To the political mind, the ideal form of economic activity is to build a mountain by digging a hole. The key, as in any sleight of hand, is misdirection: keep the public's attention focused on the rising pile of dirt at one end of the yard, and no one will think to ask about the deepening crater at the other.

It really is as simple as that. Every estimate of "job creation" that has ever been claimed on behalf of some scheme to redirect funds from one part of the economy to the other was derived in the same way: by totting up the number of those newly employed in the latter, while ignoring altogether those who will not be employed in the former. And why not? It works every time. Everyone looks at the mountain; no one remembers the hole.

So we come to perhaps the most skilled practitioner of this black art in politics today, the premier of British Columbia, Glen Clark. The premier's latest bit of misdirection, his grandly named "Jobs and Timber Accord," is also his most ambitious: at his urging, according to the premier, the forest industry has agreed to create almost 40,000 jobs, "directly and indirectly," over the next four years. That the industry has not agreed to do anything of the kind is almost beside the point. Ignore all the weasel words and statistical dodges, and you still are left with a mountain of transparent economic folderol.

It starts with the assumption, explicit throughout, that the purpose of economic life is not to produce useful goods and services to exchange with each other, but to "create jobs." The 17 large forestry firms that signed the accord may have thought they were in the business of cutting and selling timber for profit; as of now, they have been conscripted into the "job creation" trade. At best, this is pointless: the industry will be compelled to hire people it would already have hired on its own. At worst, it is a prescription for overmanning -- and its inevitable corollary, fewer jobs elsewhere in the economy.

We can discard outright the 17,000 "indirect" of "spinoff" jobs that the premier claims for his plan. Everything in the economy, every industry, every job, every expenditure, generates its own "spinoff" effects. If you left $1.5-billion in cash at the corner of Howe and Robson, it would undoubtedly produce untold numbers of "spinoff" jobs as its lucky discoverers spent their windfall. It would still be a silly waste of public funds.

More defensible is the pledge to spend $300-million a year out of the province's Forest Renewal B.C. fund on measures to replant and replenish forest lands. It's only money that was taken from the industry to begin with, after all, in the form of increased stumpage fees. Since the whole purpose of the fees, like any price, is to capture the true economic cost of logging -- including the cost of replanting -- this is only sensible.

(Of course, if that is the objective, there's a much simpler way of going about it than this sort of elaborate giving with one hand what was taken with the other. Were forest lands privately owned, as in the Scandinavian countries, logging firms would have an incentive to treat the timber as a capital asset, with an economic value worth maintaining, rather than as a cut-and-run operating expense.)

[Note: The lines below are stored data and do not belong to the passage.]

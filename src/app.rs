use std::net::SocketAddr;

use axum::{routing::get, Router};
use tower_http::{cors::CorsLayer, trace::TraceLayer};

use crate::state::AppState;
use crate::{auth, campaigns, users};

pub fn build_app(state: AppState) -> Router {
    Router::new()
        .merge(auth::router())
        .merge(users::router())
        .merge(campaigns::router())
        .route("/health", get(|| async { "ok" }))
        .with_state(state)
        .layer(CorsLayer::permissive())
        .layer(
            TraceLayer::new_for_http()
                .make_span_with(|req: &axum::http::Request<_>| {
                    let method = req.method().clone();
                    let uri = req.uri().clone();
                    tracing::info_span!("http_request", %method, uri = %uri, status = tracing::field::Empty)
                })
                .on_response(
                    |res: &axum::http::Response<_>,
                     latency: std::time::Duration,
                     span: &tracing::Span| {
                        let status = res.status();
                        span.record("status", tracing::field::display(status));
                        let latency_ms = latency.as_millis() as u64;
                        if status.is_server_error() {
                            tracing::error!(%status, latency_ms, "response");
                        } else {
                            tracing::info!(%status, latency_ms, "response");
                        }
                    },
                ),
        )
}

pub async fn serve(app: Router, host: &str, port: u16) -> anyhow::Result<()> {
    let addr: SocketAddr = format!("{}:{}", host, port).parse()?;

    tracing::info!("listening on {}", addr);
    let listener = tokio::net::TcpListener::bind(addr).await?;
    axum::serve(listener, app).await?;
    Ok(())
}
//! # GlobalCollect Types
//!
//! Domain types and port traits for the GlobalCollect WebCollect gateway
//! adapter. This crate has ZERO external IO dependencies - only data
//! structures, business rules, and trait definitions.
//!
//! ## Architecture
//!
//! This crate represents the **innermost core** of the hexagonal architecture:
//! - `domain/` - Pure domain types (Money, CardDetails, OrderId, ParamTree)
//! - `ports/` - Trait definitions that adapters must implement
//! - `dto/` - Option carriers for the operation entry points
//! - `error/` - Domain and gateway error types

pub mod domain;
pub mod dto;
pub mod error;
pub mod ports;

// Re-export commonly used types
pub use domain::{
    AuthorizationToken, CardBrand, CardDetails, Currency, Money, OrderId, Outcome, ParamTree,
    ParamValue,
};
pub use dto::PaymentOptions;
pub use error::{DomainError, GatewayError};
pub use ports::{Transport, TransportError};
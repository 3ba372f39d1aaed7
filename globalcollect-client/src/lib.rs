//! # GlobalCollect Client
//!
//! A `reqwest`-backed implementation of the gateway's [`Transport`] port.
//!
//! Retries and backoff are deliberately NOT implemented here: the gateway
//! core treats every send as a single atomic round trip, and resubmission
//! semantics belong to the caller.

use globalcollect_types::{Transport, TransportError};

/// HTTP transport posting request documents to the processor.
pub struct HttpTransport {
    http: reqwest::Client,
}

impl HttpTransport {
    /// Creates a transport with a default client.
    pub fn new() -> Self {
        Self {
            http: reqwest::Client::new(),
        }
    }

    /// Creates a transport over a preconfigured client (timeouts, TLS
    /// settings, proxies).
    pub fn with_client(http: reqwest::Client) -> Self {
        Self { http }
    }
}

impl Default for HttpTransport {
    fn default() -> Self {
        Self::new()
    }
}

#[async_trait::async_trait]
impl Transport for HttpTransport {
    async fn send(
        &self,
        url: &str,
        body: &str,
        headers: &[(&str, &str)],
    ) -> Result<String, TransportError> {
        let mut request = self.http.post(url).body(body.to_string());
        for (name, value) in headers {
            request = request.header(*name, *value);
        }

        let response = request.send().await.map_err(|e| {
            if e.is_timeout() {
                TransportError::Timeout
            } else {
                TransportError::Connect(e.to_string())
            }
        })?;

        let status = response.status();
        if !status.is_success() {
            tracing::warn!(code = status.as_u16(), url, "processor returned HTTP error");
            return Err(TransportError::Status {
                code: status.as_u16(),
            });
        }

        response
            .text()
            .await
            .map_err(|e| TransportError::Body(e.to_string()))
    }
}
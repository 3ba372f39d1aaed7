//! Request envelope serialization.

use quick_xml::Writer;
use quick_xml::events::{BytesEnd, BytesStart, BytesText, Event};

use globalcollect_types::{GatewayError, ParamTree, ParamValue};

/// Fixed protocol version sent in every META block.
pub const PROTOCOL_VERSION: &str = "1.0";

/// Serializes an operation into the processor's envelope:
/// `XML > REQUEST > { ACTION, META { MERCHANTID, VERSION }, PARAMS { ... } }`
/// with nested tags named after the tree's keys, in insertion order.
pub fn build_request(
    action: &str,
    merchant_id: &str,
    params: &ParamTree,
) -> Result<String, GatewayError> {
    let mut writer = Writer::new(Vec::new());

    open(&mut writer, "XML")?;
    open(&mut writer, "REQUEST")?;
    scalar(&mut writer, "ACTION", action)?;
    open(&mut writer, "META")?;
    scalar(&mut writer, "MERCHANTID", merchant_id)?;
    scalar(&mut writer, "VERSION", PROTOCOL_VERSION)?;
    close(&mut writer, "META")?;
    open(&mut writer, "PARAMS")?;
    tree(&mut writer, params)?;
    close(&mut writer, "PARAMS")?;
    close(&mut writer, "REQUEST")?;
    close(&mut writer, "XML")?;

    String::from_utf8(writer.into_inner()).map_err(|e| GatewayError::Encode(e.to_string()))
}

fn tree(writer: &mut Writer<Vec<u8>>, params: &ParamTree) -> Result<(), GatewayError> {
    for (name, value) in params.iter() {
        match value {
            ParamValue::Scalar(text) => scalar(writer, name, text)?,
            ParamValue::Tree(subtree) => {
                open(writer, name)?;
                tree(writer, subtree)?;
                close(writer, name)?;
            }
        }
    }
    Ok(())
}

fn open(writer: &mut Writer<Vec<u8>>, name: &str) -> Result<(), GatewayError> {
    writer
        .write_event(Event::Start(BytesStart::new(name)))
        .map_err(|e| GatewayError::Encode(e.to_string()))
}

fn close(writer: &mut Writer<Vec<u8>>, name: &str) -> Result<(), GatewayError> {
    writer
        .write_event(Event::End(BytesEnd::new(name)))
        .map_err(|e| GatewayError::Encode(e.to_string()))
}

fn scalar(writer: &mut Writer<Vec<u8>>, name: &str, value: &str) -> Result<(), GatewayError> {
    open(writer, name)?;
    writer
        .write_event(Event::Text(BytesText::new(value)))
        .map_err(|e| GatewayError::Encode(e.to_string()))?;
    close(writer, name)
}

#[cfg(test)]
mod tests {
    use super::*;

    #[test]
    fn test_envelope_shape() {
        let params = ParamTree::new().with(
            "PAYMENT",
            ParamTree::new()
                .with("ORDERID", "9998990013")
                .with("EFFORTID", 1u32),
        );

        let body = build_request("SET_PAYMENT", "5128", &params).unwrap();
        assert_eq!(
            body,
            "<XML><REQUEST>\
             <ACTION>SET_PAYMENT</ACTION>\
             <META><MERCHANTID>5128</MERCHANTID><VERSION>1.0</VERSION></META>\
             <PARAMS><PAYMENT><ORDERID>9998990013</ORDERID><EFFORTID>1</EFFORTID></PAYMENT></PARAMS>\
             </REQUEST></XML>"
        );
    }

    #[test]
    fn test_sections_keep_insertion_order() {
        let params = ParamTree::new()
            .with("ORDER", ParamTree::new().with("ORDERID", "1"))
            .with("PAYMENT", ParamTree::new().with("PAYMENTPRODUCTID", 1u32));

        let body = build_request("INSERT_ORDERWITHPAYMENT", "1", &params).unwrap();
        let order_at = body.find("<ORDER>").unwrap();
        let payment_at = body.find("<PAYMENT>").unwrap();
        assert!(order_at < payment_at);
    }

    #[test]
    fn test_empty_scalar_serializes_as_empty_element() {
        let params = ParamTree::new().with("PAYMENT", ParamTree::new().with("ORDERID", ""));
        let body = build_request("CANCEL_PAYMENT", "5128", &params).unwrap();
        assert!(body.contains("<ORDERID></ORDERID>"));
    }

    #[test]
    fn test_text_is_escaped() {
        let params = ParamTree::new().with("MERCHANTREFERENCE", "a&b<c>");
        let body = build_request("DO_REFUND", "5128", &params).unwrap();
        assert!(body.contains("<MERCHANTREFERENCE>a&amp;b&lt;c&gt;</MERCHANTREFERENCE>"));
    }
}
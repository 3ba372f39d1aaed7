//! Response envelope parsing.

use std::collections::HashMap;

use serde::Deserialize;

use globalcollect_types::{AuthorizationToken, GatewayError, Outcome};

const RESULT_OK: &str = "OK";
const SUCCESS_MESSAGE: &str = "Success";

// The processor echoes the request around the response:
// XML > REQUEST > RESPONSE > { RESULT, ROW?, ERROR* }.
// Unknown siblings (echoed META, PARAMS) are ignored.

#[derive(Debug, Deserialize)]
struct Envelope {
    #[serde(rename = "REQUEST")]
    request: RequestEcho,
}

#[derive(Debug, Deserialize)]
struct RequestEcho {
    #[serde(rename = "RESPONSE")]
    response: ResponseNode,
}

#[derive(Debug, Deserialize)]
struct ResponseNode {
    #[serde(rename = "RESULT")]
    result: String,
    #[serde(rename = "ROW")]
    row: Option<HashMap<String, String>>,
    #[serde(rename = "ERROR", default)]
    errors: Vec<ErrorNode>,
}

#[derive(Debug, Deserialize)]
struct ErrorNode {
    #[serde(rename = "MESSAGE", default)]
    messages: Vec<String>,
}

/// Parses the raw response document into a normalized [`Outcome`].
///
/// A result of `OK` flattens the zero-or-one result row into a field map;
/// anything else aggregates every error message, trimmed, joined with
/// `; ` in document order. A document missing the expected structure is a
/// [`GatewayError::MalformedResponse`] - never a success, never a
/// remote-rejection outcome.
pub fn parse_response(
    body: &str,
    authorization: AuthorizationToken,
    test: bool,
) -> Result<Outcome, GatewayError> {
    let envelope: Envelope =
        quick_xml::de::from_str(body).map_err(|e| GatewayError::MalformedResponse(e.to_string()))?;
    let response = envelope.request.response;

    if response.result == RESULT_OK {
        let fields = response
            .row
            .unwrap_or_default()
            .into_iter()
            .map(|(name, value)| (name, value.trim().to_string()))
            .collect();
        Ok(Outcome {
            success: true,
            message: SUCCESS_MESSAGE.to_string(),
            fields,
            authorization,
            test,
        })
    } else {
        let message = response
            .errors
            .iter()
            .flat_map(|error| error.messages.iter())
            .map(|message| message.trim())
            .collect::<Vec<_>>()
            .join("; ");
        Ok(Outcome {
            success: false,
            message,
            fields: HashMap::new(),
            authorization,
            test,
        })
    }
}
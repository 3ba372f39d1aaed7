//! The XML wire format.
//!
//! `request` serializes an ordered parameter tree into the processor's
//! fixed envelope; `response` parses the returned document into a
//! normalized [`Outcome`](globalcollect_types::Outcome).

mod request;
mod response;

pub use request::{build_request, PROTOCOL_VERSION};
pub use response::parse_response;
//! Error types for the gateway adapter.

pub use crate::ports::TransportError;

/// Domain-level errors (input validation failures).
#[derive(Debug, thiserror::Error)]
pub enum DomainError {
    #[error("Amount cannot be negative")]
    NegativeAmount,

    #[error("Unknown currency: {0}")]
    UnknownCurrency(String),

    #[error("Unsupported card brand: {0}")]
    UnsupportedCardBrand(String),

    #[error("Expiry month must be 1-12, got {0}")]
    InvalidExpiryMonth(u8),
}

/// Gateway-level errors surfaced to callers.
///
/// Remote rejections are NOT here - the processor saying "no" is an
/// unsuccessful [`Outcome`](crate::domain::Outcome). These variants cover
/// everything that prevents or invalidates a round trip: preconditions
/// caught before the network, transport failures, and responses the
/// adapter cannot make sense of.
#[derive(Debug, thiserror::Error)]
pub enum GatewayError {
    #[error("Merchant id is required")]
    MissingMerchantId,

    #[error("Missing required option: {0}")]
    MissingOption(&'static str),

    #[error(transparent)]
    Domain(#[from] DomainError),

    #[error(transparent)]
    Transport(#[from] TransportError),

    #[error("Failed to encode request: {0}")]
    Encode(String),

    #[error("Malformed processor response: {0}")]
    MalformedResponse(String),
}
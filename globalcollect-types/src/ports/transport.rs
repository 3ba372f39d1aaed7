//! Outbound transport port.
//!
//! This trait defines the interface for delivering a request document to
//! the processor. Implementations can be HTTP clients, test doubles, etc.
//! Retries, timeouts and TLS live behind this port; the gateway core
//! performs exactly one `send` per operation and propagates failures
//! unchanged.

/// Error type for transport operations.
#[derive(Debug, thiserror::Error)]
pub enum TransportError {
    #[error("Connection failed: {0}")]
    Connect(String),

    #[error("Request timed out")]
    Timeout,

    #[error("Unexpected HTTP status: {code}")]
    Status { code: u16 },

    #[error("Failed to read response body: {0}")]
    Body(String),
}

/// Port trait for the outbound transport.
#[async_trait::async_trait]
pub trait Transport: Send + Sync {
    /// Posts `body` to `url` with the given headers and returns the raw
    /// response body.
    async fn send(
        &self,
        url: &str,
        body: &str,
        headers: &[(&str, &str)],
    ) -> Result<String, TransportError>;
}
//! Gateway configuration.
//!
//! The processor's implicit globals (merchant id, default currency, test
//! mode) become one explicit, immutable configuration value handed to the
//! gateway at construction.

use serde::{Deserialize, Serialize};

use globalcollect_types::Currency;

/// WebCollect test endpoint.
pub const TEST_URL: &str = "https://ps.gcsip.nl/wdl/wdl";
/// WebCollect live endpoint.
pub const LIVE_URL: &str = "https://ps.gcsip.com/wdl/wdl";

/// Which WebCollect endpoint operations are dispatched to.
#[derive(Debug, Clone, Copy, Default, PartialEq, Eq, Serialize, Deserialize)]
#[serde(rename_all = "lowercase")]
pub enum Mode {
    #[default]
    Test,
    Live,
}

impl Mode {
    pub fn endpoint(&self) -> &'static str {
        match self {
            Mode::Test => TEST_URL,
            Mode::Live => LIVE_URL,
        }
    }
}

/// Immutable gateway configuration.
#[derive(Debug, Clone, Serialize, Deserialize)]
pub struct GatewayConfig {
    /// Merchant identifier, required by every request's META block.
    pub merchant_id: String,
    /// Currency used when neither the money nor the options carry one.
    pub default_currency: Currency,
    pub mode: Mode,
}

impl GatewayConfig {
    /// Creates a test-mode configuration with the processor's historical
    /// CAD default currency.
    pub fn new(merchant_id: impl Into<String>) -> Self {
        Self {
            merchant_id: merchant_id.into(),
            default_currency: Currency::CAD,
            mode: Mode::Test,
        }
    }

    pub fn with_default_currency(mut self, currency: Currency) -> Self {
        self.default_currency = currency;
        self
    }

    pub fn with_mode(mut self, mode: Mode) -> Self {
        self.mode = mode;
        self
    }

    pub fn endpoint(&self) -> &'static str {
        self.mode.endpoint()
    }

    pub fn is_test(&self) -> bool {
        self.mode == Mode::Test
    }
}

In any case, it hardly counts as job creation. The 5,000 jobs the extra spending will create just about matches the number of jobs the industry has lost in recent years as taxes rose. What potential there might have been for a net increase in employment vanished, moreover, with the decision to make a gift of the newly hired reforestation workers to the Industrial Wood and Allied Workers of Canada. At union scale, many fewer jobs will be created.

Which means fewer trees will be planted. Which means fewer people will be employed to cut them down.

After that, things get positively loopy. The plan calls for lumber firms to divert at least one-sixth of sawn timber to the province's manufacturers of wood products, an increase of about 70 per cent from present levels.

Allegedly this would create another 5,000 jobs. The premier is apparently scandalized that this lumber is being exported for sale to manufacturers abroad; a government background paper complains "this wood could be processed here at home to create thousands of new jobs." It might occur to someone to ask why it is not. One reason might be that lumber firms can fetch a higher price from exports than the homegrown manufacturers are willing to pay. If so, it is not clear why it is in the public interest to artificially depress the returns to an industry that is internationally competitive in order to increase profits in an industry that isn't. Unless of course exports are already to be curtailed by virtue of the softwood lumber accord with the U.S., in which case this provision is of no effect whatever.

And so it goes. The premier's plan aims to "create" another 3000 jobs by reducing the hours worked by those already employed, with the government -- that is to say, every other industry and worker -- picking up any extra costs. This isn't job creation so much as job-sharing. Perhaps this is the ultimate shell game: we will call it full employment when we have everyone working half-time.